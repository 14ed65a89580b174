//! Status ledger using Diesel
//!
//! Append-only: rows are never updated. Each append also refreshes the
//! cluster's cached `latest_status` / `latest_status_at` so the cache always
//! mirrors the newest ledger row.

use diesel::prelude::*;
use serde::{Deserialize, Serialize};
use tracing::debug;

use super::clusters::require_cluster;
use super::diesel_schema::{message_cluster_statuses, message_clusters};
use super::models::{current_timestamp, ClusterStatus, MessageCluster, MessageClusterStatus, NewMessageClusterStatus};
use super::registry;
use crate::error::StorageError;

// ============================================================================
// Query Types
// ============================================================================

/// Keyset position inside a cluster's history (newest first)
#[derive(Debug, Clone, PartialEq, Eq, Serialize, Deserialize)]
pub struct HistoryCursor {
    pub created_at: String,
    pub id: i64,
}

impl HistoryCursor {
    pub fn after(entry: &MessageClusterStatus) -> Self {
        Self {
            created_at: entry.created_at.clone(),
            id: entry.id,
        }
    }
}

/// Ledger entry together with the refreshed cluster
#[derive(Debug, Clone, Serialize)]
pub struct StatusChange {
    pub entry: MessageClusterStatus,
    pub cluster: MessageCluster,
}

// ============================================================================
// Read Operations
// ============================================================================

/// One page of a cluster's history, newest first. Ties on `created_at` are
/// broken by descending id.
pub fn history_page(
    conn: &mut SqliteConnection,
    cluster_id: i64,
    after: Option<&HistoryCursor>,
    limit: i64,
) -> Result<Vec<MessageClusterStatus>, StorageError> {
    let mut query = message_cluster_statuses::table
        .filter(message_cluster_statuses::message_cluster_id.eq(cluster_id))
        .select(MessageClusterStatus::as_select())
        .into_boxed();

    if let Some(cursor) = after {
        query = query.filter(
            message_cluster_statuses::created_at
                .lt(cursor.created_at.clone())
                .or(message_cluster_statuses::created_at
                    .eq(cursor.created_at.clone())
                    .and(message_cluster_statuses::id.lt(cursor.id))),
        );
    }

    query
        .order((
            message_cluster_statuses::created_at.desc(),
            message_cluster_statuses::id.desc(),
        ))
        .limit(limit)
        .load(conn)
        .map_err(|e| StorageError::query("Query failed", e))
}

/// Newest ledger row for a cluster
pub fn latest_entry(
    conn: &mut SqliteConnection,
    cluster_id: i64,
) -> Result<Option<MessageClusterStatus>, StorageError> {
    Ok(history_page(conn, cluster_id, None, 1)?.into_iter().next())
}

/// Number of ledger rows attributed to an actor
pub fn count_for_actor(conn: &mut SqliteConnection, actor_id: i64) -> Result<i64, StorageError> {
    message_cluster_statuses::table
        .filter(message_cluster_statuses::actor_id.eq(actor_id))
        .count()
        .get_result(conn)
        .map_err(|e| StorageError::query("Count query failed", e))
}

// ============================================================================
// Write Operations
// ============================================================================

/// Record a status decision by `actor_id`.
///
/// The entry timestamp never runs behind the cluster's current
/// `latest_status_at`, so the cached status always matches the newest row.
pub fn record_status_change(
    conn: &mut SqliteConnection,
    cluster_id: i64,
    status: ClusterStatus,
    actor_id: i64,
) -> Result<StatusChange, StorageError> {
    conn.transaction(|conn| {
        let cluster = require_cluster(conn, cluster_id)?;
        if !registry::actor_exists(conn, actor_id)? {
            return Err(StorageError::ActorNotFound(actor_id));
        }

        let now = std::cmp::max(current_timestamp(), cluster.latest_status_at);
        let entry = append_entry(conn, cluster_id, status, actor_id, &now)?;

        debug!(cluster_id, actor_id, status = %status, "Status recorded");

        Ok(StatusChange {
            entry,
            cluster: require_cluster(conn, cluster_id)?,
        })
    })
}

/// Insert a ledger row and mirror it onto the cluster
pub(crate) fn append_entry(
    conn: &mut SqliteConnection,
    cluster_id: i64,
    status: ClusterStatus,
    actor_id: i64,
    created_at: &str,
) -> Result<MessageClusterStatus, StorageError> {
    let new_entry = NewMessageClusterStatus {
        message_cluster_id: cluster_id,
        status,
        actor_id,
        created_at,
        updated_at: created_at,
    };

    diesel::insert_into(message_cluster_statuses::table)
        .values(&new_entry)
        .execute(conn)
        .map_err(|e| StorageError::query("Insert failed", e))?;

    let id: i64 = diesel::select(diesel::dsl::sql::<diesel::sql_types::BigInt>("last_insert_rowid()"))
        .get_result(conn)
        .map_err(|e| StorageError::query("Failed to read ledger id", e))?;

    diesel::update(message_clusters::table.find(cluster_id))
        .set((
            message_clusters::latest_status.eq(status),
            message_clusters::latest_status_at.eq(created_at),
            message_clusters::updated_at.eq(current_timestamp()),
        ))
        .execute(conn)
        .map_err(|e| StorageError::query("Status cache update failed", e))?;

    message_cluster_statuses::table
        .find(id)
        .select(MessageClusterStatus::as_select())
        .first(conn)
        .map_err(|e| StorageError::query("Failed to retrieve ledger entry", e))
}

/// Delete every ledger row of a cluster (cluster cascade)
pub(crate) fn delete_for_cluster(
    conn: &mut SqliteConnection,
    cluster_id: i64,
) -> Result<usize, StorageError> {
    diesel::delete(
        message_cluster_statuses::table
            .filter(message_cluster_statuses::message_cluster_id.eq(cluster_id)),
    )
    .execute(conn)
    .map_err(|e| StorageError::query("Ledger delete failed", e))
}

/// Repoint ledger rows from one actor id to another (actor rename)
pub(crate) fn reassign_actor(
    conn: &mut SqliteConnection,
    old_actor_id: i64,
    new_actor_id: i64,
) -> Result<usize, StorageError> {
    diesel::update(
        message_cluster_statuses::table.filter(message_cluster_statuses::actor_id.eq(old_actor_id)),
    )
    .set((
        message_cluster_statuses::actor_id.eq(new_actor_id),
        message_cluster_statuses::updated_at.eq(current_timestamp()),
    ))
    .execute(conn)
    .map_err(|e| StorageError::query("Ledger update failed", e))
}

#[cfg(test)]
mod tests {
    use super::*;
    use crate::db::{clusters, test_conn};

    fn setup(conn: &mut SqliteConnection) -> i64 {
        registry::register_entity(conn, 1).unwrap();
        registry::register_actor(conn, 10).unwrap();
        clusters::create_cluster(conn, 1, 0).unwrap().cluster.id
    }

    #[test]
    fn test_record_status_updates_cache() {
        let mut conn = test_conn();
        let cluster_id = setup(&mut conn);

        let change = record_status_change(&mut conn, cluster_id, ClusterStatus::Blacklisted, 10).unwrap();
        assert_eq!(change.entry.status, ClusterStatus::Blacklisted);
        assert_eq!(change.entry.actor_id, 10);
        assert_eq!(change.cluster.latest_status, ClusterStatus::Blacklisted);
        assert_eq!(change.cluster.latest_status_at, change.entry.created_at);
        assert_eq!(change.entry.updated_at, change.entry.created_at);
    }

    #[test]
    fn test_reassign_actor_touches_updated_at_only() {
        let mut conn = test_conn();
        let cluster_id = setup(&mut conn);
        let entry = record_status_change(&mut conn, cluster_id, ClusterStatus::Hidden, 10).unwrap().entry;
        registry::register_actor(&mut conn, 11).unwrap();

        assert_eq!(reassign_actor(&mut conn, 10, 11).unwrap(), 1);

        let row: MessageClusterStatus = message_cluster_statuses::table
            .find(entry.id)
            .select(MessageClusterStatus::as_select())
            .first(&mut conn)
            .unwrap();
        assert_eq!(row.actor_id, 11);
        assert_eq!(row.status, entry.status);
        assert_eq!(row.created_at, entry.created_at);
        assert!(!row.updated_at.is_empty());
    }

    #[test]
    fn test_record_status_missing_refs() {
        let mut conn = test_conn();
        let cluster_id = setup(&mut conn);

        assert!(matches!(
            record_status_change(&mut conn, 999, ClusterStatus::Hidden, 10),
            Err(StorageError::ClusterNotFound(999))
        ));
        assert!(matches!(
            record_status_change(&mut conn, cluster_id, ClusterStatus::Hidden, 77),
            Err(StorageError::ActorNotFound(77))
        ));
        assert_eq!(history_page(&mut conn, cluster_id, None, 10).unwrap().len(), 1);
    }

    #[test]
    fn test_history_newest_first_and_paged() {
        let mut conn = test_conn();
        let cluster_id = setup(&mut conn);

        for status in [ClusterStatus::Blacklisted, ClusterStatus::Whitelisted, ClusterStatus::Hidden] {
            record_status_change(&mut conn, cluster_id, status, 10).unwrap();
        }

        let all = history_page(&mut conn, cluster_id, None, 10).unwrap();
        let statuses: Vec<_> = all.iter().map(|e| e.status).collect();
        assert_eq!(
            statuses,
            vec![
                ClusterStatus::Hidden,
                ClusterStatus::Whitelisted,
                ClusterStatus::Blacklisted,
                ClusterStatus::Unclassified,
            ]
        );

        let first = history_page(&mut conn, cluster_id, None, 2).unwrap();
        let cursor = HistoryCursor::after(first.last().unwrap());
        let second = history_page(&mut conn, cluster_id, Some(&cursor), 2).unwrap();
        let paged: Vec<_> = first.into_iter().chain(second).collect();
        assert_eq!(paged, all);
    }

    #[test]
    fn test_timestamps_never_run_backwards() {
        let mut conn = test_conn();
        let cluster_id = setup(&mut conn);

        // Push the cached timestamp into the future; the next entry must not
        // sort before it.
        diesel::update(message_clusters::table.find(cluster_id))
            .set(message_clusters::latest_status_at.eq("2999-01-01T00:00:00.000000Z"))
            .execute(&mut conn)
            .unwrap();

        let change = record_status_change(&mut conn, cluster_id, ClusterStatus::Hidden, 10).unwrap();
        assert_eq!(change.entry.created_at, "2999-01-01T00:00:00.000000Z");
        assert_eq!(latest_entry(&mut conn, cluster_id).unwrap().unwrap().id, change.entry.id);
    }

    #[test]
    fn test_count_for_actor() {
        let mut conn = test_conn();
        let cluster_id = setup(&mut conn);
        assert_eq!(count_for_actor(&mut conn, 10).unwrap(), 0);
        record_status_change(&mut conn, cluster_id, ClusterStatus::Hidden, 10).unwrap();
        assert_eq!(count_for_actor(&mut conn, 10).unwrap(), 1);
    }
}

= = = = =

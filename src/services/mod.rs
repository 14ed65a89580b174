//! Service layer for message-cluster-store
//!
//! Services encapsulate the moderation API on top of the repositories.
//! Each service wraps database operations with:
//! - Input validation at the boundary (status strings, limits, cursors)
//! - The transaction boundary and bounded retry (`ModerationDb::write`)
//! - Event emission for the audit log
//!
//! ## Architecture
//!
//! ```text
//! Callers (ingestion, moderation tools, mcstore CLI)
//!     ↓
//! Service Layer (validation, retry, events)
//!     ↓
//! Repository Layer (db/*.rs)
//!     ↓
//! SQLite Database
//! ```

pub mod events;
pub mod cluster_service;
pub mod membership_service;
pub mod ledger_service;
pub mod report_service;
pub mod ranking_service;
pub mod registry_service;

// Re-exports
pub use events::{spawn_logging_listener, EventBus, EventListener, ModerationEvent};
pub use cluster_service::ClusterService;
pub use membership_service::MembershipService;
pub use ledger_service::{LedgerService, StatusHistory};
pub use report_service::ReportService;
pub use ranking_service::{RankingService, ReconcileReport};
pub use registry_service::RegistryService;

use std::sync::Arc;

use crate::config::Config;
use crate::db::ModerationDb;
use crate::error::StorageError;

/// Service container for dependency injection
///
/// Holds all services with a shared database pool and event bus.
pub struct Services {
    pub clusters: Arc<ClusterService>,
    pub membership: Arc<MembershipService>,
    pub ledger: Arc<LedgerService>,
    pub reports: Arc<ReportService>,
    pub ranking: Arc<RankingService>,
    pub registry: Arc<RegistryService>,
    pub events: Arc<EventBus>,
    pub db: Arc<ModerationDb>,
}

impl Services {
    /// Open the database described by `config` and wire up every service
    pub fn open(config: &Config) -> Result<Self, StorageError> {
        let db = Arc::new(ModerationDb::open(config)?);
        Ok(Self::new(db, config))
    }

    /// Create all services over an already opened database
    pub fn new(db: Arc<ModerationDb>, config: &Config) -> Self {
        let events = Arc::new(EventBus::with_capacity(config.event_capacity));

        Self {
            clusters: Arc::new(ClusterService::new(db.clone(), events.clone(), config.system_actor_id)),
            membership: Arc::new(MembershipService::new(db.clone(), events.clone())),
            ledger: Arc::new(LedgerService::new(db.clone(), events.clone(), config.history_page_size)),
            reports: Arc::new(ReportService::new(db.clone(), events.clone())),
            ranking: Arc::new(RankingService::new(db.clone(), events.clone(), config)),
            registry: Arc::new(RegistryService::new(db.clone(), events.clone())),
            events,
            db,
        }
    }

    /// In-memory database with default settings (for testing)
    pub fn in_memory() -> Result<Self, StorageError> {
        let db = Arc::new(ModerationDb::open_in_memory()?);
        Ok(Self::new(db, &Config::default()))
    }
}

= = = = =

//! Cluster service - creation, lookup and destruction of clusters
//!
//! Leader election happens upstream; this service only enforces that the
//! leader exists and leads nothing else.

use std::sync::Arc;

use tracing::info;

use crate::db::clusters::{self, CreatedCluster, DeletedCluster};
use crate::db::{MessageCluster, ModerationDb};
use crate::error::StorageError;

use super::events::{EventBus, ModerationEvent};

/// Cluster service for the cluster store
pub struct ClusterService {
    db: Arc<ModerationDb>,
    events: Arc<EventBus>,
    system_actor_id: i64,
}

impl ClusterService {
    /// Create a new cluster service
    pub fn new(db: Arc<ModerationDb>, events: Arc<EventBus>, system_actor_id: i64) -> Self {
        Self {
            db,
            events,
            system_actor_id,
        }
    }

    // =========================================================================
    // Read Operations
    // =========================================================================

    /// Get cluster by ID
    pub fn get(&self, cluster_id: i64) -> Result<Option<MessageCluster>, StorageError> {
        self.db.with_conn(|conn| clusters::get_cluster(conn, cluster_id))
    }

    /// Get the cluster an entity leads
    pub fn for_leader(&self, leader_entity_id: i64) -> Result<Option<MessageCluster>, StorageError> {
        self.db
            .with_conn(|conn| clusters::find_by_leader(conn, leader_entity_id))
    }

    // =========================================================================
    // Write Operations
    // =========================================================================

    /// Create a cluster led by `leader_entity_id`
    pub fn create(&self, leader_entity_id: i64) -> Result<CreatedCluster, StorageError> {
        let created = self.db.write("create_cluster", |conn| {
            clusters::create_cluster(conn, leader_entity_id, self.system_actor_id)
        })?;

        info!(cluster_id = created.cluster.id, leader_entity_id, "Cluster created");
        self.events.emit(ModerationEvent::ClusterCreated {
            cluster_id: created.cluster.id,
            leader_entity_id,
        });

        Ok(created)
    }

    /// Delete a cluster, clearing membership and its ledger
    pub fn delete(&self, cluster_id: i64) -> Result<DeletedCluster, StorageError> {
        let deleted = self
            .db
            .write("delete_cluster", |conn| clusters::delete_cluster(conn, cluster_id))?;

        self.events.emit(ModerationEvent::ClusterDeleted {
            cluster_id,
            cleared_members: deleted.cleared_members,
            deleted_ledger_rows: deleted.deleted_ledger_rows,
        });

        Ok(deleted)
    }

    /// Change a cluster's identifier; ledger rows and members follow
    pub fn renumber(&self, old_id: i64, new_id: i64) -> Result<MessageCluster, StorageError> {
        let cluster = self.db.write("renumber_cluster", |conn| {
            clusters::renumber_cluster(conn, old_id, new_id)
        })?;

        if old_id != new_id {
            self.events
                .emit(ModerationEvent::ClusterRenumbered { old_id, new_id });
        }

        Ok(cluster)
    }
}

= = = = =

:: Assigned task ::
Give the number of lines above that contain the word "impl", with no other text.

:: Your response ::
3